Marfa and Odessa are far from Waco, but Waco is where I heard him read his poetry a couple of decades ago. He was the first "real poet" I ever saw in person. He read in what now strikes me as an impossibly small room in the remodeled Carroll Science Building (which, despite its name, is the home of the English Department at Baylor) that probably seated about 50 people. And it wasn't even filled. He sat down behind the desk at the front of the room, removed his green crewneck sweater, and began to read. I'd like to think he read this poem, though I don't believe he did:

I Know a Man

As I sd to my
friend, because I am
always talking, -- John, I

sd, which was not his
name, the darkness sur-
rounds us, what

can we do against
it, or else, shall we &
why not, buy a goddamn big car,

drive, he sd, for
christ's sake, look
out where yr going.


For Poetry Month, in memory of Robert Creeley.

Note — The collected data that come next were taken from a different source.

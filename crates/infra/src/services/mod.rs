//! Application services: load rows, decide, enforce cross-aggregate rules,
//! commit.
//!
//! Every service is a cheap borrowed view over one shared [`Context`].
//! Capacity-affecting mutations of a release run under that release's lock;
//! loading mutations run under the loading's lock and take the release lock
//! second when they need it (never the other way around).

mod dashboard;
mod loading_machine;
mod reconciliation;
mod release_ledger;
mod schedule_allocator;
mod stock_ledger;

use std::collections::HashSet;
use std::sync::{Arc, Mutex, PoisonError};

use serde_json::Value as JsonValue;

use bulkyard_core::{
    DomainError, LoadingId, ProductId, Quantity, ReleaseId, ScheduleId, WarehouseId,
};
use bulkyard_events::{EventBus, EventEnvelope, Subscription};
use bulkyard_loadings::{Loading, LoadingStatus};
use bulkyard_releases::Release;
use bulkyard_schedules::Schedule;

use crate::clock::{Clock, SystemClock};
use crate::config::LogisticsConfig;
use crate::dispatcher::CommandDispatcher;
use crate::error::ServiceResult;
use crate::locks::KeyedLocks;
use crate::projections::ActivityFeed;
use crate::records::{LoadingPhotoRow, LoadingRow, ReleaseRow, ScheduleRow, StockBalanceRow};
use crate::storage::{InMemoryObjectStorage, ObjectStorage};
use crate::store::{Filter, InMemoryRecordStore, RecordStore};

pub use dashboard::{Dashboard, DashboardSummary};
pub use loading_machine::{InvoiceInput, LoadingMachine, NewLoading, TransitionOutcome};
pub use reconciliation::{Reconciler, ReconciliationReport, ReconciliationWarning};
pub use release_ledger::{NewRelease, ReleaseLedger, WithdrawalOutcome};
pub use schedule_allocator::{NewSchedule, ScheduleAllocator};
pub use stock_ledger::{BalanceView, DecrementOutcome, StockLedger};

pub(crate) const RELEASE: &str = "release";
pub(crate) const SCHEDULE: &str = "schedule";
pub(crate) const LOADING: &str = "loading";
pub(crate) const STOCK_BALANCE: &str = "stock_balance";

/// One store per table.
#[derive(Clone)]
pub struct LogisticsStores {
    pub releases: Arc<dyn RecordStore<ReleaseRow>>,
    pub schedules: Arc<dyn RecordStore<ScheduleRow>>,
    pub loadings: Arc<dyn RecordStore<LoadingRow>>,
    pub photos: Arc<dyn RecordStore<LoadingPhotoRow>>,
    pub balances: Arc<dyn RecordStore<StockBalanceRow>>,
}

impl LogisticsStores {
    pub fn in_memory() -> Self {
        Self {
            releases: Arc::new(InMemoryRecordStore::<ReleaseRow>::new()),
            schedules: Arc::new(InMemoryRecordStore::<ScheduleRow>::new()),
            loadings: Arc::new(InMemoryRecordStore::<LoadingRow>::new()),
            photos: Arc::new(InMemoryRecordStore::<LoadingPhotoRow>::new()),
            balances: Arc::new(InMemoryRecordStore::<StockBalanceRow>::new()),
        }
    }
}

impl core::fmt::Debug for LogisticsStores {
    fn fmt(&self, f: &mut core::fmt::Formatter<'_>) -> core::fmt::Result {
        f.debug_struct("LogisticsStores").finish_non_exhaustive()
    }
}

pub(crate) struct Context<B> {
    pub(crate) stores: LogisticsStores,
    pub(crate) storage: Arc<dyn ObjectStorage>,
    pub(crate) clock: Arc<dyn Clock>,
    pub(crate) dispatcher: CommandDispatcher<B>,
    pub(crate) release_locks: KeyedLocks<ReleaseId>,
    pub(crate) loading_locks: KeyedLocks<LoadingId>,
    pub(crate) balance_locks: KeyedLocks<(ProductId, WarehouseId)>,
    pub(crate) config: LogisticsConfig,
}

impl<B> Context<B> {
    pub(crate) fn load_release(&self, id: ReleaseId) -> ServiceResult<Release> {
        let row = self.stores.releases.get(id.into())?.ok_or(DomainError::NotFound)?;
        Release::try_from(row)
    }

    pub(crate) fn load_schedule(&self, id: ScheduleId) -> ServiceResult<Schedule> {
        let row = self.stores.schedules.get(id.into())?.ok_or(DomainError::NotFound)?;
        Schedule::try_from(row)
    }

    pub(crate) fn photos_of(&self, id: LoadingId) -> ServiceResult<Vec<LoadingPhotoRow>> {
        let mut photos: Vec<LoadingPhotoRow> = self
            .stores
            .photos
            .find(&Filter::all().eq("loading_id", id))?
            .into_iter()
            .map(|v| v.row)
            .collect();
        photos.sort_by_key(|p| p.created_at);
        Ok(photos)
    }

    pub(crate) fn load_loading(&self, id: LoadingId) -> ServiceResult<Loading> {
        let row = self.stores.loadings.get(id.into())?.ok_or(DomainError::NotFound)?;
        let photos = self.photos_of(id)?;
        LoadingRow::into_loading(row, &photos)
    }

    /// Quantity currently held against a release and not yet withdrawn.
    ///
    /// Active schedules reserve their quantity. A loading reserves its
    /// planned quantity when no active schedule covers it, until its
    /// withdrawal is recorded on the release. `excluding` leaves one
    /// schedule out (the one being edited).
    pub(crate) fn reserved_against(
        &self,
        release_id: ReleaseId,
        excluding: Option<ScheduleId>,
    ) -> ServiceResult<Quantity> {
        let by_release = Filter::all().eq("release_id", release_id);
        let mut reserved = Quantity::ZERO;
        let mut active = HashSet::new();
        for v in self.stores.schedules.find(&by_release)? {
            let schedule = Schedule::try_from(v)?;
            if schedule.status().is_active() {
                active.insert(schedule.id_typed());
            }
            if Some(schedule.id_typed()) != excluding {
                reserved = reserved.plus(schedule.reserved());
            }
        }
        for v in self.stores.loadings.find(&by_release)? {
            // Photo counts do not affect the reservation.
            let loading = LoadingRow::into_loading(v, &[])?;
            let covered = loading.schedule_id().is_some_and(|id| active.contains(&id));
            reserved = reserved.plus(loading.reserved_against_release(covered));
        }
        Ok(reserved)
    }

    /// Whether a loading other than a cancelled one was opened from
    /// `schedule_id`.
    pub(crate) fn has_open_loading(&self, schedule_id: ScheduleId) -> ServiceResult<bool> {
        let rows = self
            .stores
            .loadings
            .find(&Filter::all().eq("schedule_id", schedule_id))?;
        Ok(rows
            .iter()
            .any(|v| v.row.status != LoadingStatus::Cancelled.as_str()))
    }

    /// Run `op` until it succeeds or fails with something other than a
    /// revision conflict, at most `update_attempts` times.
    pub(crate) fn with_retries<T>(
        &self,
        operation: &'static str,
        mut op: impl FnMut() -> ServiceResult<T>,
    ) -> ServiceResult<T> {
        let attempts = self.config.update_attempts();
        let mut attempt = 1;
        loop {
            match op() {
                Err(e) if e.is_conflict() && attempt < attempts => {
                    tracing::debug!(operation, attempt, "write conflict, retrying: {e}");
                    attempt += 1;
                }
                other => return other,
            }
        }
    }
}

/// Entry point wiring stores, storage, clock, bus and configuration.
///
/// ```text
/// Logistics
///   ├─ releases()        create / cancel / remaining capacity
///   ├─ schedules()       book / edit / cancel pickups
///   ├─ loadings()        open / evidence / invoice / transition
///   ├─ reconciliation()  post-completion side effects, repair sweep
///   ├─ stock()           balances per product and warehouse
///   └─ dashboard()       daily counts and recent activity
/// ```
pub struct Logistics<B> {
    ctx: Context<B>,
    activity: ActivityFeed,
    activity_subscription: Mutex<Subscription<EventEnvelope<JsonValue>>>,
}

impl<B> Logistics<B>
where
    B: EventBus<EventEnvelope<JsonValue>>,
{
    pub fn new(
        stores: LogisticsStores,
        storage: Arc<dyn ObjectStorage>,
        clock: Arc<dyn Clock>,
        bus: B,
        config: LogisticsConfig,
    ) -> Self {
        let activity_subscription = Mutex::new(bus.subscribe());
        Self {
            ctx: Context {
                stores,
                storage,
                clock,
                dispatcher: CommandDispatcher::new(bus),
                release_locks: KeyedLocks::new(),
                loading_locks: KeyedLocks::new(),
                balance_locks: KeyedLocks::new(),
                config,
            },
            activity: ActivityFeed::default(),
            activity_subscription,
        }
    }

    /// In-memory stores and storage with the system clock.
    pub fn in_memory(bus: B, config: LogisticsConfig) -> Self {
        Self::new(
            LogisticsStores::in_memory(),
            Arc::new(InMemoryObjectStorage::new()),
            Arc::new(SystemClock),
            bus,
            config,
        )
    }

    pub fn releases(&self) -> ReleaseLedger<'_, B> {
        ReleaseLedger::new(&self.ctx)
    }

    pub fn schedules(&self) -> ScheduleAllocator<'_, B> {
        ScheduleAllocator::new(&self.ctx)
    }

    pub fn loadings(&self) -> LoadingMachine<'_, B> {
        LoadingMachine::new(&self.ctx)
    }

    pub fn reconciliation(&self) -> Reconciler<'_, B> {
        Reconciler::new(&self.ctx)
    }

    pub fn stock(&self) -> StockLedger<'_, B> {
        StockLedger::new(&self.ctx)
    }

    /// Drains pending bus messages into the activity feed first.
    pub fn dashboard(&self) -> Dashboard<'_, B> {
        let subscription = self
            .activity_subscription
            .lock()
            .unwrap_or_else(PoisonError::into_inner);
        self.activity.catch_up(&subscription);
        Dashboard::new(&self.ctx, &self.activity)
    }

    pub fn config(&self) -> &LogisticsConfig {
        &self.ctx.config
    }

    pub fn stores(&self) -> &LogisticsStores {
        &self.ctx.stores
    }
}

impl<B> core::fmt::Debug for Logistics<B> {
    fn fmt(&self, f: &mut core::fmt::Formatter<'_>) -> core::fmt::Result {
        f.debug_struct("Logistics")
            .field("config", &self.ctx.config)
            .finish_non_exhaustive()
    }
}
//! Post-completion side effects of a loading.
//!
//! Completing a loading leaves up to three independent steps: add the
//! quantity to the release's withdrawn total, take it out of stock, and mark
//! the originating schedule completed. Each step is applied on its own and
//! then acknowledged on the loading row. A step that fails is reported as a
//! [`ReconciliationWarning`] and stays pending; [`Reconciler::reconcile_pending`]
//! retries it later. The targets remember which loadings they absorbed, so
//! a step that succeeded but was never acknowledged is a no-op on rerun.

use serde_json::Value as JsonValue;

use bulkyard_core::{DomainError, LoadingId, Quantity};
use bulkyard_events::{EventBus, EventEnvelope};
use bulkyard_loadings::{
    AcknowledgeReconciliation, Loading, LoadingCommand, LoadingStatus, ReconciliationStep,
};

use super::release_ledger::ReleaseLedger;
use super::schedule_allocator::ScheduleAllocator;
use super::stock_ledger::StockLedger;
use super::{Context, LOADING};
use crate::error::{ServiceError, ServiceResult};
use crate::records::LoadingRow;
use crate::store::Filter;

/// A reconciliation step that did not go through.
#[derive(Debug, Clone, PartialEq, Eq)]
pub struct ReconciliationWarning {
    pub loading_id: LoadingId,
    pub step: ReconciliationStep,
    pub message: String,
}

impl core::fmt::Display for ReconciliationWarning {
    fn fmt(&self, f: &mut core::fmt::Formatter<'_>) -> core::fmt::Result {
        write!(f, "loading {} {}: {}", self.loading_id, self.step, self.message)
    }
}

#[derive(Debug, Clone, PartialEq, Eq)]
pub struct ReconciliationReport {
    pub loading_id: LoadingId,
    pub applied: Vec<ReconciliationStep>,
    pub warnings: Vec<ReconciliationWarning>,
    /// Withdrawal clamped at the release's authorization.
    pub over_withdrawal: Option<Quantity>,
    /// Stock that was missing when the balance was decremented.
    pub stock_shortfall: Option<Quantity>,
}

impl ReconciliationReport {
    fn new(loading_id: LoadingId) -> Self {
        Self {
            loading_id,
            applied: Vec::new(),
            warnings: Vec::new(),
            over_withdrawal: None,
            stock_shortfall: None,
        }
    }

    pub fn is_complete(&self) -> bool {
        self.warnings.is_empty()
    }
}

pub struct Reconciler<'a, B> {
    ctx: &'a Context<B>,
}

impl<'a, B> Reconciler<'a, B>
where
    B: EventBus<EventEnvelope<JsonValue>>,
{
    pub(crate) fn new(ctx: &'a Context<B>) -> Self {
        Self { ctx }
    }

    /// Apply every outstanding step of a completed loading. The caller holds
    /// the loading lock.
    pub(crate) fn reconcile_loaded(&self, mut loading: Loading) -> (Loading, ReconciliationReport) {
        let loading_id = loading.id_typed();
        let mut report = ReconciliationReport::new(loading_id);

        for step in loading.pending_steps() {
            let outcome = self
                .apply_step(&loading, step, &mut report)
                .and_then(|()| self.acknowledge(loading_id, step));
            match outcome {
                Ok(acknowledged) => {
                    loading = acknowledged;
                    report.applied.push(step);
                }
                Err(e) => {
                    tracing::warn!(%loading_id, step = step.as_str(), "reconciliation step failed: {e}");
                    report.warnings.push(ReconciliationWarning {
                        loading_id,
                        step,
                        message: e.to_string(),
                    });
                }
            }
        }

        if report.is_complete() {
            tracing::info!(%loading_id, applied = report.applied.len(), "loading reconciled");
        }
        (loading, report)
    }

    fn apply_step(
        &self,
        loading: &Loading,
        step: ReconciliationStep,
        report: &mut ReconciliationReport,
    ) -> ServiceResult<()> {
        let loading_id = loading.id_typed();
        let quantity = loading.planned_quantity();
        match step {
            ReconciliationStep::ReleaseWithdrawal => {
                let release_id = loading.release_id().ok_or_else(|| missing("release_id"))?;
                let outcome = ReleaseLedger::new(self.ctx).record_withdrawal(release_id, loading_id, quantity)?;
                report.over_withdrawal = outcome.over_withdrawal;
            }
            ReconciliationStep::StockDecrement => {
                let product_id = loading.product_id().ok_or_else(|| missing("product_id"))?;
                let warehouse_id = loading.warehouse_id().ok_or_else(|| missing("warehouse_id"))?;
                let outcome = StockLedger::new(self.ctx).decrement(product_id, warehouse_id, loading_id, quantity)?;
                report.stock_shortfall = outcome.shortfall;
            }
            ReconciliationStep::ScheduleCompletion => {
                let schedule_id = loading.schedule_id().ok_or_else(|| missing("schedule_id"))?;
                ScheduleAllocator::new(self.ctx).complete_schedule(schedule_id, loading_id)?;
            }
        }
        Ok(())
    }

    fn acknowledge(&self, loading_id: LoadingId, step: ReconciliationStep) -> ServiceResult<Loading> {
        self.ctx.with_retries("loading.acknowledge", || {
            let loading = self.ctx.load_loading(loading_id)?;
            let command = LoadingCommand::AcknowledgeReconciliation(AcknowledgeReconciliation {
                loading_id,
                step,
                occurred_at: self.ctx.clock.now(),
            });
            let committed = self
                .ctx
                .dispatcher
                .dispatch(&*self.ctx.stores.loadings, LOADING, &loading, &command)?;
            Ok(committed.aggregate)
        })
    }

    /// Re-run outstanding steps for every completed loading. Safe to call
    /// any number of times.
    pub fn reconcile_pending(&self) -> ServiceResult<Vec<ReconciliationReport>> {
        let mut reports = Vec::new();
        for loading_id in self.pending()? {
            let report = self.ctx.loading_locks.with_lock(&loading_id, || {
                let loading = self.ctx.load_loading(loading_id)?;
                Ok::<_, ServiceError>(self.reconcile_loaded(loading).1)
            })?;
            reports.push(report);
        }
        tracing::info!(
            repaired = reports.iter().filter(|r| r.is_complete()).count(),
            total = reports.len(),
            "reconciliation sweep finished"
        );
        Ok(reports)
    }

    /// Loadings that are completed but still have steps outstanding.
    pub fn pending(&self) -> ServiceResult<Vec<LoadingId>> {
        let completed = self
            .ctx
            .stores
            .loadings
            .find(&Filter::all().eq("status", LoadingStatus::Completed.as_str()))?;
        let mut pending = Vec::new();
        for row in completed {
            let loading = LoadingRow::into_loading(row, &[])?;
            if !loading.pending_steps().is_empty() {
                pending.push(loading.id_typed());
            }
        }
        Ok(pending)
    }
}

fn missing(field: &'static str) -> ServiceError {
    DomainError::MissingField(field).into()
}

Oh, why not post one more? He might have read this one that afternoon long ago in Waco:

The Flower

I think I grow tensions
like flowers
in a wood where
nobody goes.

Each wound is perfect,
encloses itself in a tiny
imperceptible blossom,
making pain.

Pain is a flower like that one,
like this one,
like that one,
like this one.


OK, you talked me into it. One more. Very different tone, a good note for ending:

A Wicker Basket

Comes the time when it's later
and onto your table the headwaiter
puts the bill, and very soon after
rings out the sound of lively laughter--

Picking up change, hands like a walrus,
and a face like a barndoor's,
and a head without any apparent size,
nothing but two eyes--

So that's you, man,
or me. I make it as I can,
I pick up, I go
faster than they know--

Out the door, the street like a night,
any night, and no one in sight,
but then, well, there she is,
old friend Liz--

And she opens the door of her cadillac,
I step in back,
and we're gone.
She turns me on--

There are very huge stars, man, in the sky,
and from somewhere very far off someone hands
me a slice of apple pie,
with a gob of white, white ice cream on top of it,
and I eat it--

Slowly. And while certainly
they are laughing at me, and all around me is racket
of these cats not making it, I make it

in my wicker basket.


There are very huge stars, man, in the sky. RIP, Robert Creeley.


Marcia said...

These poems are great!

Shy Ritz said...

these are great poems I also writ poems in my blogs...kinda cool.